* Records supplied *
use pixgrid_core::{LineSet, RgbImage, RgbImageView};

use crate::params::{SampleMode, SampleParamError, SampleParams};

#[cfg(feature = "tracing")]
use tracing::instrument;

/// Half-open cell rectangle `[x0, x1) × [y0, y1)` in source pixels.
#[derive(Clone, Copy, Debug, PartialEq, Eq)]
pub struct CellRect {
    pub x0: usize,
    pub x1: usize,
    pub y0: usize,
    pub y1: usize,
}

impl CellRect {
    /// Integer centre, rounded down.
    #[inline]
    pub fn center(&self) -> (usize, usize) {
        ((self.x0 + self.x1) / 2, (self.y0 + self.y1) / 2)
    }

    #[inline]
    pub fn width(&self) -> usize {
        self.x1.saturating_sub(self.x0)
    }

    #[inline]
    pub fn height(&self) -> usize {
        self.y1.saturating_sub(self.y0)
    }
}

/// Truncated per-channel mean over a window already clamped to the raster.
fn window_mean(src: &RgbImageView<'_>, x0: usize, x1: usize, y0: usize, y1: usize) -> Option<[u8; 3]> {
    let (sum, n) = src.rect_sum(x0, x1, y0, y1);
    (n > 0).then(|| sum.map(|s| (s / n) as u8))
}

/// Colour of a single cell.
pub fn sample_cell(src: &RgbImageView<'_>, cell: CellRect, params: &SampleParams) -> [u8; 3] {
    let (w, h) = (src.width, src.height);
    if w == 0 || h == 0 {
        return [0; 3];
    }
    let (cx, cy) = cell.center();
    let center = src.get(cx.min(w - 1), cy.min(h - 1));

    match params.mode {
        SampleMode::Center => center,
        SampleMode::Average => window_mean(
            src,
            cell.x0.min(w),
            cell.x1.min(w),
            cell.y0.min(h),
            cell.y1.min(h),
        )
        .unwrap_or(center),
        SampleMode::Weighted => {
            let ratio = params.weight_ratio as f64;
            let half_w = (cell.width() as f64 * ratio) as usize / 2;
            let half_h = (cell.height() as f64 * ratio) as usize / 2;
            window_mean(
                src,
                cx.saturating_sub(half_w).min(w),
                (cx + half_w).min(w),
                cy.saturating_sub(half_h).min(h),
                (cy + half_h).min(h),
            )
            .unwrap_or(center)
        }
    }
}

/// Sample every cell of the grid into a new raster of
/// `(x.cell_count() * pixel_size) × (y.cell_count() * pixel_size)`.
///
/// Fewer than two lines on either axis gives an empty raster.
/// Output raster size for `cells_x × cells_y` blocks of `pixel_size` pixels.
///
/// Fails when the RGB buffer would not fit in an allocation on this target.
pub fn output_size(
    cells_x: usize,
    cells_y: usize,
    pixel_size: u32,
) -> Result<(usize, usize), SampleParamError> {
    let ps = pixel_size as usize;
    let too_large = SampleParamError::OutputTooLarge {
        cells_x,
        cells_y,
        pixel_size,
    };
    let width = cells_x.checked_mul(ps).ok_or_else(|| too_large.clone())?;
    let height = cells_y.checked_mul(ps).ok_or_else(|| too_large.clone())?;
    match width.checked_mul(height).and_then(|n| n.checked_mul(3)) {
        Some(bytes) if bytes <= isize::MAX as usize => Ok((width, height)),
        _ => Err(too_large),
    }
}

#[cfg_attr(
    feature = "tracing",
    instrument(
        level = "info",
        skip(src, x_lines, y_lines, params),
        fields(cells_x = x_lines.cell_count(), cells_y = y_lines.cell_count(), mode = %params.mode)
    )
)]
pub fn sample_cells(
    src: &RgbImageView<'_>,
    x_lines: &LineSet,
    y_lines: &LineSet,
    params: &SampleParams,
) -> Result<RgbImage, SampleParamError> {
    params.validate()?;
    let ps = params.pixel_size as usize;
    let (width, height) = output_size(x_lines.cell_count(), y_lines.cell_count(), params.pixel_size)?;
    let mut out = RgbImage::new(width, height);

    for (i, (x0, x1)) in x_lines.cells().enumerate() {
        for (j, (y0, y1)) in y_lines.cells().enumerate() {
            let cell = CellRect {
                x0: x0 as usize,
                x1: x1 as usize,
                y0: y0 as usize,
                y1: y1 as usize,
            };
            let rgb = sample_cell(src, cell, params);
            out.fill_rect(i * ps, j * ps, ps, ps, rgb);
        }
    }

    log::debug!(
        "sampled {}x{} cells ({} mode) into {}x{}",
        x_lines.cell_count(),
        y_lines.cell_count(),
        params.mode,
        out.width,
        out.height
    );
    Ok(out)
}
* * *
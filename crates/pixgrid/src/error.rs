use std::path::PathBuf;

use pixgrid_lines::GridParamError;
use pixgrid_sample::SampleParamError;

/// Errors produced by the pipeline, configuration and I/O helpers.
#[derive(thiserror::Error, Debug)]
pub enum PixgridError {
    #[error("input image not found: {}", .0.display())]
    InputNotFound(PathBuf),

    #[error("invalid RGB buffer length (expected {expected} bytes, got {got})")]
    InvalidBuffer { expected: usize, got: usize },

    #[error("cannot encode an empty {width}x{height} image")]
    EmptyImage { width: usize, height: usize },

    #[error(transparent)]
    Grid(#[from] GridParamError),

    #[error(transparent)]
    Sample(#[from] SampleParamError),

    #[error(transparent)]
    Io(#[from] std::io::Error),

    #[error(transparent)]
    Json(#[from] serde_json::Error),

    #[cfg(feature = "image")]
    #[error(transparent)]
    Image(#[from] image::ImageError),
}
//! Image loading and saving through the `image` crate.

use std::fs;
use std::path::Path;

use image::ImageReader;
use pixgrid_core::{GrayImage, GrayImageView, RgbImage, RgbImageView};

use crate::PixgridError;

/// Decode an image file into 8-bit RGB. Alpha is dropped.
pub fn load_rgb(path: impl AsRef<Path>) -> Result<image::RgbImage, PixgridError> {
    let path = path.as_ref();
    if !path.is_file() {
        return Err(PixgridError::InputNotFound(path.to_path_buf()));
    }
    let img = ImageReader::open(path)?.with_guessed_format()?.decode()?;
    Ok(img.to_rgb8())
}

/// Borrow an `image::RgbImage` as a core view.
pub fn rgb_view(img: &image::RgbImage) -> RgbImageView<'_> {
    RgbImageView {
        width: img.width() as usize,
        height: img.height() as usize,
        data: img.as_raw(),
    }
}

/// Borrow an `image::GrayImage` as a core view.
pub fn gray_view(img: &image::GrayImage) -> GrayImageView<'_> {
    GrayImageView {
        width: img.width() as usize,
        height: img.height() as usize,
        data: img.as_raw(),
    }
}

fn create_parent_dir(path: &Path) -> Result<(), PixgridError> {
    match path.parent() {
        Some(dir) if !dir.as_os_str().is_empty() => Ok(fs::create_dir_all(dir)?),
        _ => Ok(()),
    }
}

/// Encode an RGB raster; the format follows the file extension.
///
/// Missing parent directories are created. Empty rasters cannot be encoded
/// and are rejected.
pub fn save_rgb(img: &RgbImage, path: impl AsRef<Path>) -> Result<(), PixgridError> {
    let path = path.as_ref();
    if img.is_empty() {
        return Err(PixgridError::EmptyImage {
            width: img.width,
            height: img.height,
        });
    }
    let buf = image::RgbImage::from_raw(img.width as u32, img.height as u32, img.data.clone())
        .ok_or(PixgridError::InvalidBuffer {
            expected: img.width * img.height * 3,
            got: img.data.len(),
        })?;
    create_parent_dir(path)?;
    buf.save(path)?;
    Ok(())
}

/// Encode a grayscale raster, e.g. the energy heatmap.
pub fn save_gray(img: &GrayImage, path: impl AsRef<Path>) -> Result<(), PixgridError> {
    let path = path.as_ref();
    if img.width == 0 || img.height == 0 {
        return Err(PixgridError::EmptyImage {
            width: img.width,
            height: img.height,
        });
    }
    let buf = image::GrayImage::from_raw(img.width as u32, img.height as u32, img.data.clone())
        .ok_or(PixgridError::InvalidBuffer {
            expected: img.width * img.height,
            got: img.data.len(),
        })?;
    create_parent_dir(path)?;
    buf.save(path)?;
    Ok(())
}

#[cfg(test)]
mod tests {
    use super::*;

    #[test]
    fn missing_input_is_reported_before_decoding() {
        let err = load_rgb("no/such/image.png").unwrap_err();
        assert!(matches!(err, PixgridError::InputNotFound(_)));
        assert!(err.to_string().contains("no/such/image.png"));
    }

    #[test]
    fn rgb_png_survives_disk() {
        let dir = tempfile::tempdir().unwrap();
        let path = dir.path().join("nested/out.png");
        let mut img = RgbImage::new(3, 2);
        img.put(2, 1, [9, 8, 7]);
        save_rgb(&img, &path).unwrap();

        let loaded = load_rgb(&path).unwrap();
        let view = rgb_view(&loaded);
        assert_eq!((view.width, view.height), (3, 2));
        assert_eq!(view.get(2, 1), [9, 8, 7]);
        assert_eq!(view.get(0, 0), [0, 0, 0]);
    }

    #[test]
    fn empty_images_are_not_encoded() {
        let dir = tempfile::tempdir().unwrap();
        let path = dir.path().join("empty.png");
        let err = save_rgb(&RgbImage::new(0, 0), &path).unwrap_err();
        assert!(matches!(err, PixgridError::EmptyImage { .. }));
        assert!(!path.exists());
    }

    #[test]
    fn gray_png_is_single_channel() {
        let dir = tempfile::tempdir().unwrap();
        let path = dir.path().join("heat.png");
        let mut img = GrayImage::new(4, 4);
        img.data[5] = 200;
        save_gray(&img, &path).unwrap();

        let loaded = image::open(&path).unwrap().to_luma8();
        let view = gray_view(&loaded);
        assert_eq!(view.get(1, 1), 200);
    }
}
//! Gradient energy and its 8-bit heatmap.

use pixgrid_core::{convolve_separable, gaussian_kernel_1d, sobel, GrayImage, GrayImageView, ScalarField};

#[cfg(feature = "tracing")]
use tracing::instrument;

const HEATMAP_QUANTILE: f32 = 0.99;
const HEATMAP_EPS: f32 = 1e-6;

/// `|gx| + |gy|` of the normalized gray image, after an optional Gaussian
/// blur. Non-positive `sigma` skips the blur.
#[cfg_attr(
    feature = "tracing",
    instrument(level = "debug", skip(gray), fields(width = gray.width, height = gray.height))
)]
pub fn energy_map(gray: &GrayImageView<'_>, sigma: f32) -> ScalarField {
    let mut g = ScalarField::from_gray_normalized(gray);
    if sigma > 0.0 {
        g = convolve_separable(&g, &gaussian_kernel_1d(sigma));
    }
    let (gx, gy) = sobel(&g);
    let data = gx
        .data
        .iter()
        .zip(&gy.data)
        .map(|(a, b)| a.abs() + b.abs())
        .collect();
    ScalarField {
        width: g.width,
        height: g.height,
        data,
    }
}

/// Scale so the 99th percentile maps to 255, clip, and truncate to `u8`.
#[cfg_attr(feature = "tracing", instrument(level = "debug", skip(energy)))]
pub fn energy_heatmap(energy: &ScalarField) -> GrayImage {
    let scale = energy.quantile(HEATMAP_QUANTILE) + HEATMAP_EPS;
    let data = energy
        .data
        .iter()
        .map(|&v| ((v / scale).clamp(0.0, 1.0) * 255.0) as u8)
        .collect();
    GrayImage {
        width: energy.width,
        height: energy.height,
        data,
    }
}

* Problem to work on *
Each line above that contains the string "AsRef" should be copied.

* Solution for this task *
pub fn load_rgb(path: impl AsRef<Path>) -> Result<image::RgbImage, PixgridError> {
pub fn save_rgb(img: &RgbImage, path: impl AsRef<Path>) -> Result<(), PixgridError> {
pub fn save_gray(img: &GrayImage, path: impl AsRef<Path>) -> Result<(), PixgridError> {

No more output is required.